When A. and I first moved to Houston we were delighted to find that the bakeries in most Fiesta stores made a wide range of American and Mexican baked goods, including a variety of quite delicious empanadas. Our favorite became the apple empanada from a particular store (now closed because of freeway expansion - our freeways in Houston will soon cover the entirety of East Texas!) but most other stores had comparable apple empanadas so wherever we were if we saw a Fiesta store and felt the need, we would stop by for our empanada fix. Delicious. For years they were delicious.
About three weeks ago, we were shopping at our local Fiesta - looking for sprats actually for a surprise birthday party - and realized we had not eaten breakfast. We finished our shopping, went by the bakery and grabbed us a couple of empanadas and started back to the house, empanadas in hand. For some reason - perhaps our recent, slightly more austere, diets - but for some reason the empanada, while delicious, seemed a little too sweet. I am certain that the empanada was the same as before. But I guess I wasn't. After one bite, I stared at the portable pie in my hand (one eye on the road as I was driving) and realized it was not the most nutritious item available to staunch our hunger.

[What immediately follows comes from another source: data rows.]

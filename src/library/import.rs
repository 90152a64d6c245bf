//! Importing new content from a source tree.

use std::fs;
use std::io::ErrorKind;
use std::path::Path;

use serde::Serialize;

use super::{transfer, Library, LibraryError, Transfer};

/// Counts from one [`Library::copy`] run.
#[derive(Debug, Clone, Copy, Default, PartialEq, Eq, Serialize)]
pub struct ImportSummary {
    /// Media files found in the source tree
    pub discovered: usize,
    /// Items copied into the library
    pub copied: usize,
    /// Items from the source that already lived inside the library
    pub already_placed: usize,
    /// Items that could not be copied
    pub failed: usize,
}

impl Library {
    /// Import every piece of new content found under `source`.
    ///
    /// The source tree is scanned through [`Library::insert`], so files whose
    /// content the library already holds become duplicates (and may rename a
    /// camera-named canonical item). Every canonical item that now lives under
    /// `source` is then copied to the same relative path under the library
    /// root and tracked at its new location. Items from before this import are
    /// not touched.
    ///
    /// A failed copy is recorded and the item keeps its source path; the
    /// import carries on with the next item.
    ///
    /// # Errors
    ///
    /// Returns [`LibraryError::SourceNotFound`] or
    /// [`LibraryError::NotADirectory`] for a bad source, and
    /// [`LibraryError::Hash`] if a source file vanishes during the scan.
    pub fn copy(&mut self, source: &Path) -> Result<ImportSummary, LibraryError> {
        let source = fs::canonicalize(source).map_err(|e| match e.kind() {
            ErrorKind::NotFound => LibraryError::SourceNotFound(source.to_path_buf()),
            _ => LibraryError::Hash(crate::scanner::HashError::from_io(source, e)),
        })?;
        if !source.is_dir() {
            return Err(LibraryError::NotADirectory(source));
        }

        let mut summary = ImportSummary {
            discovered: self.scan(&source)?,
            ..ImportSummary::default()
        };

        let mut failures = Vec::new();
        for item in self.buckets.values_mut().flatten() {
            if !item.path().starts_with(&source) {
                // predates this import
                continue;
            }
            if item.path().starts_with(&self.directory) {
                self.events.on_already_placed(item.path());
                summary.already_placed += 1;
                continue;
            }

            let Ok(relative) = item.path().strip_prefix(&source) else {
                continue;
            };
            let target = self.directory.join(relative);

            match transfer(item.path(), &target, Transfer::Copy) {
                Ok(()) => {
                    self.events.on_copied(item.path(), &target);
                    item.relocate(target, self.directory.clone());
                    summary.copied += 1;
                }
                Err(error) => {
                    self.events.on_failure(&error);
                    failures.push(error);
                    summary.failed += 1;
                }
            }
        }

        self.failures.extend(failures);
        self.copied += summary.copied;
        log::info!(
            "Imported {}: {} copied, {} already in place, {} failed",
            source.display(),
            summary.copied,
            summary.already_placed,
            summary.failed
        );
        Ok(summary)
    }
}
//! slurp - deduplicating media importer
//!
//! Entry point for the `slurp` CLI.

use clap::Parser;
use slurp::{
    cli::Cli,
    error::{ExitCode, StructuredError},
    logging::init_logging,
};

fn main() {
    let cli = Cli::parse();
    let json_errors = cli.json_errors;

    init_logging(cli.verbose, cli.quiet);

    match slurp::run_app(cli) {
        Ok(code) => std::process::exit(code.as_i32()),
        Err(err) => {
            let exit_code = ExitCode::GeneralError;

            if json_errors {
                let structured = StructuredError::new(&err, exit_code);
                match serde_json::to_string_pretty(&structured) {
                    Ok(json) => eprintln!("{}", json),
                    Err(_) => eprintln!("[{}] Error: {:#}", exit_code.code_prefix(), err),
                }
            } else {
                eprintln!("[{}] Error: {:#}", exit_code.code_prefix(), err);
            }

            std::process::exit(exit_code.as_i32());
        }
    }
}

I turned to A., "Do you realize what is in this thing? Look at it - do you know what we are eating?"
"An apple empanada?" she asked, clearly aware that she did know what she was eating.
"No," I said. "Look at it."
Okay, I'm not eating it, she said and she didn't and I didn't and we don't and evidently we won't anymore. We still go to Fiesta - but now we buy their fresh apples in the produce section (organic when they have them) rather than the empanadas which clearly are not made from the apples they sell in their produce section. I'm sure that those apples come with complete filling in large tins from . . . where? I don't know, but we don't eat them anymore.